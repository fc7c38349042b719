use std::collections::HashMap;
use std::sync::Arc;

use super::row::{DbRow, build_column_index};
use crate::types::RowValues;

/// A normalized result from a database query.
///
/// Always a row sequence — zero, one, or many rows — never a bare row. The
/// column names are stored once and shared by every row.
#[derive(Debug, Clone, Default)]
pub struct ResultSet {
    /// The rows returned by the query.
    pub results: Vec<DbRow>,
    /// The number of rows in the set.
    pub rows_affected: usize,
    column_names: Option<Arc<Vec<String>>>,
    column_index: Option<Arc<HashMap<String, usize>>>,
}

impl ResultSet {
    /// Create a result set with preallocated row capacity.
    #[must_use]
    pub fn with_capacity(capacity: usize) -> ResultSet {
        ResultSet {
            results: Vec::with_capacity(capacity),
            rows_affected: 0,
            column_names: None,
            column_index: None,
        }
    }

    /// Set the column names shared by all rows. Also builds the shared
    /// name→index map.
    pub fn set_column_names(&mut self, column_names: Arc<Vec<String>>) {
        self.column_index = Some(Arc::new(build_column_index(&column_names)));
        self.column_names = Some(column_names);
    }

    #[must_use]
    pub fn get_column_names(&self) -> Option<&Arc<Vec<String>>> {
        self.column_names.as_ref()
    }

    /// Add a row of values. Column names must have been set first; a row
    /// added before that is dropped.
    pub fn add_row_values(&mut self, values: Vec<RowValues>) {
        if let (Some(column_names), Some(column_index)) = (&self.column_names, &self.column_index) {
            self.results.push(DbRow {
                column_names: column_names.clone(),
                values,
                column_index: column_index.clone(),
            });
            self.rows_affected += 1;
        }
    }

    #[must_use]
    pub fn len(&self) -> usize {
        self.results.len()
    }

    #[must_use]
    pub fn is_empty(&self) -> bool {
        self.results.is_empty()
    }

    #[must_use]
    pub fn first(&self) -> Option<&DbRow> {
        self.results.first()
    }

    pub fn iter(&self) -> std::slice::Iter<'_, DbRow> {
        self.results.iter()
    }
}

impl<'a> IntoIterator for &'a ResultSet {
    type Item = &'a DbRow;
    type IntoIter = std::slice::Iter<'a, DbRow>;

    fn into_iter(self) -> Self::IntoIter {
        self.results.iter()
    }
}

• The problem
Copy the data once more. Leave nothing out.

• Expected answer
repository fc7c38349042b719
use std::collections::HashMap;
use std::sync::Arc;

use super::row::{DbRow, build_column_index};
use crate::types::RowValues;

/// A normalized result from a database query.
///
/// Always a row sequence — zero, one, or many rows — never a bare row. The
/// column names are stored once and shared by every row.
#[derive(Debug, Clone, Default)]
pub struct ResultSet {
    /// The rows returned by the query.
    pub results: Vec<DbRow>,
    /// The number of rows in the set.
    pub rows_affected: usize,
    column_names: Option<Arc<Vec<String>>>,
    column_index: Option<Arc<HashMap<String, usize>>>,
}

impl ResultSet {
    /// Create a result set with preallocated row capacity.
    #[must_use]
    pub fn with_capacity(capacity: usize) -> ResultSet {
        ResultSet {
            results: Vec::with_capacity(capacity),
            rows_affected: 0,
            column_names: None,
            column_index: None,
        }
    }

    /// Set the column names shared by all rows. Also builds the shared
    /// name→index map.
    pub fn set_column_names(&mut self, column_names: Arc<Vec<String>>) {
        self.column_index = Some(Arc::new(build_column_index(&column_names)));
        self.column_names = Some(column_names);
    }

    #[must_use]
    pub fn get_column_names(&self) -> Option<&Arc<Vec<String>>> {
        self.column_names.as_ref()
    }

    /// Add a row of values. Column names must have been set first; a row
    /// added before that is dropped.
    pub fn add_row_values(&mut self, values: Vec<RowValues>) {
        if let (Some(column_names), Some(column_index)) = (&self.column_names, &self.column_index) {
            self.results.push(DbRow {
                column_names: column_names.clone(),
                values,
                column_index: column_index.clone(),
            });
            self.rows_affected += 1;
        }
    }

    #[must_use]
    pub fn len(&self) -> usize {
        self.results.len()
    }

    #[must_use]
    pub fn is_empty(&self) -> bool {
        self.results.is_empty()
    }

    #[must_use]
    pub fn first(&self) -> Option<&DbRow> {
        self.results.first()
    }

    pub fn iter(&self) -> std::slice::Iter<'_, DbRow> {
        self.results.iter()
    }
}

impl<'a> IntoIterator for &'a ResultSet {
    type Item = &'a DbRow;
    type IntoIter = std::slice::Iter<'a, DbRow>;

    fn into_iter(self) -> Self::IntoIter {
        self.results.iter()
    }
}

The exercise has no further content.